Seek + Submit
Happy 2024 Friends! It's a new year, and I absolutely can't wait to dive in to see all the the Lord has in store! He has already prepared so many incredible things and memorable moments for the next few months, and I know that this year is going to be one that I'll never forget!
When I began praying intentionally about 2024, a few things came to mind! One, "holy moly, 2023 was amazing; there is no way that this new year can come even close to how amazing it was!" Two, "But if this new year is even greater than this year, what on earth would that even look like!" And three, "I really have no expectations going into 2024, but BOY, am I excited!"

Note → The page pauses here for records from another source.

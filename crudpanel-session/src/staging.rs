use crudpanel_core::{CoreError, MediaPayload};
use std::io::Write;
use std::path::Path;
use tempfile::NamedTempFile;
use tracing::{debug, warn};

/// An uploaded payload written to a temporary file for the length of one
/// provider call.
///
/// The file keeps the payload's extension so MIME detection downstream sees
/// the same type the user uploaded. Call [`remove`](StagedMedia::remove) when
/// the call is done; dropping the value deletes the file as well.
#[derive(Debug)]
pub struct StagedMedia {
    file: NamedTempFile,
}

impl StagedMedia {
    /// Writes `payload` under `dir`, or the system temp dir when `None`.
    pub fn write(payload: &MediaPayload, dir: Option<&Path>) -> Result<Self, CoreError> {
        let suffix = payload
            .extension()
            .map(|ext| format!(".{}", ext))
            .unwrap_or_default();

        let mut builder = tempfile::Builder::new();
        builder.prefix("crudpanel-").suffix(&suffix);
        let mut file = match dir {
            Some(dir) => builder.tempfile_in(dir)?,
            None => builder.tempfile()?,
        };
        file.write_all(&payload.bytes)?;
        file.flush()?;

        debug!(
            "Staged {} ({} bytes) at {}",
            payload.file_name,
            payload.bytes.len(),
            file.path().display()
        );
        Ok(Self { file })
    }

    pub fn path(&self) -> &Path {
        self.file.path()
    }

    /// Deletes the staged file. Failure is logged, not returned: the
    /// provider call's own result is what the user needs to see.
    pub fn remove(self) {
        let path = self.file.path().to_path_buf();
        match self.file.close() {
            Ok(()) => debug!("Removed staged file {}", path.display()),
            Err(e) => warn!("Failed to remove staged file {}: {}", path.display(), e),
        }
    }
}

#[cfg(test)]
mod tests {
    use super::*;

    fn payload(name: &str) -> MediaPayload {
        MediaPayload::new(name, b"fake media bytes".to_vec()).unwrap()
    }

    #[test]
    fn test_staged_file_keeps_extension_and_bytes() {
        let staged = StagedMedia::write(&payload("Holiday.MP4"), None).unwrap();
        let path = staged.path().to_path_buf();

        assert_eq!(path.extension().and_then(|e| e.to_str()), Some("mp4"));
        assert_eq!(std::fs::read(&path).unwrap(), b"fake media bytes");

        staged.remove();
        assert!(!path.exists());
    }

    #[test]
    fn test_drop_removes_file() {
        let path = {
            let staged = StagedMedia::write(&payload("photo.png"), None).unwrap();
            staged.path().to_path_buf()
        };
        assert!(!path.exists());
    }

    #[test]
    fn test_payload_without_extension() {
        let staged = StagedMedia::write(&payload("README"), None).unwrap();
        assert!(staged.path().extension().is_none());
    }

    #[test]
    fn test_stages_into_configured_dir() {
        let dir = tempfile::tempdir().unwrap();
        let staged = StagedMedia::write(&payload("photo.png"), Some(dir.path())).unwrap();
        assert_eq!(staged.path().parent(), Some(dir.path()));

        staged.remove();
        assert_eq!(std::fs::read_dir(dir.path()).unwrap().count(), 0);
    }
}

I feel as though, more often than not, I have a general idea of what a year is going to look like. Usually, a few things are already written on my calendar, plans with friends have been made, or expectations of things I hope to accomplish have been written down... but going into this year, besides a few things on the calendar, I had ZERO expectations! So, what does that mean? For some, that might mean PANIC!!! As someone who loves planning and expectations, this route would seem fitting. But, as crazy as it is, the Lord is so good in his faithfulness, and I've had so much peace going into this new year! My heart posture truly has been, "Lord, whatever your will is, it's what I want! Take my plans and expectations and allow your will to be done."
That is why, going into 2024, the two words that I've had at the forefront of my heart and my prayer times have been "SEEK + SUBMIT!" I pray that my prayer is always, "Lord, I pray that I see you in everything I say and do. That I seek you in both the majestic and the mundane + Lord, I submit to your will and your plan, and I have peace knowing that your will is always the best, and you have my heart in your hands."
The verses that I have been clinging to are, Jeremiah 29:11-14 and Job 22:21-22!
And then the second verse, Job 22:21-22. Submitting to the Lord's will isn't a simple task! I know that I love to be in control. In control of my time, my finances, my relationship, and my expectations... but, if I want everything that the Lord has for me and the people around me, that first comes with submitting everything to him.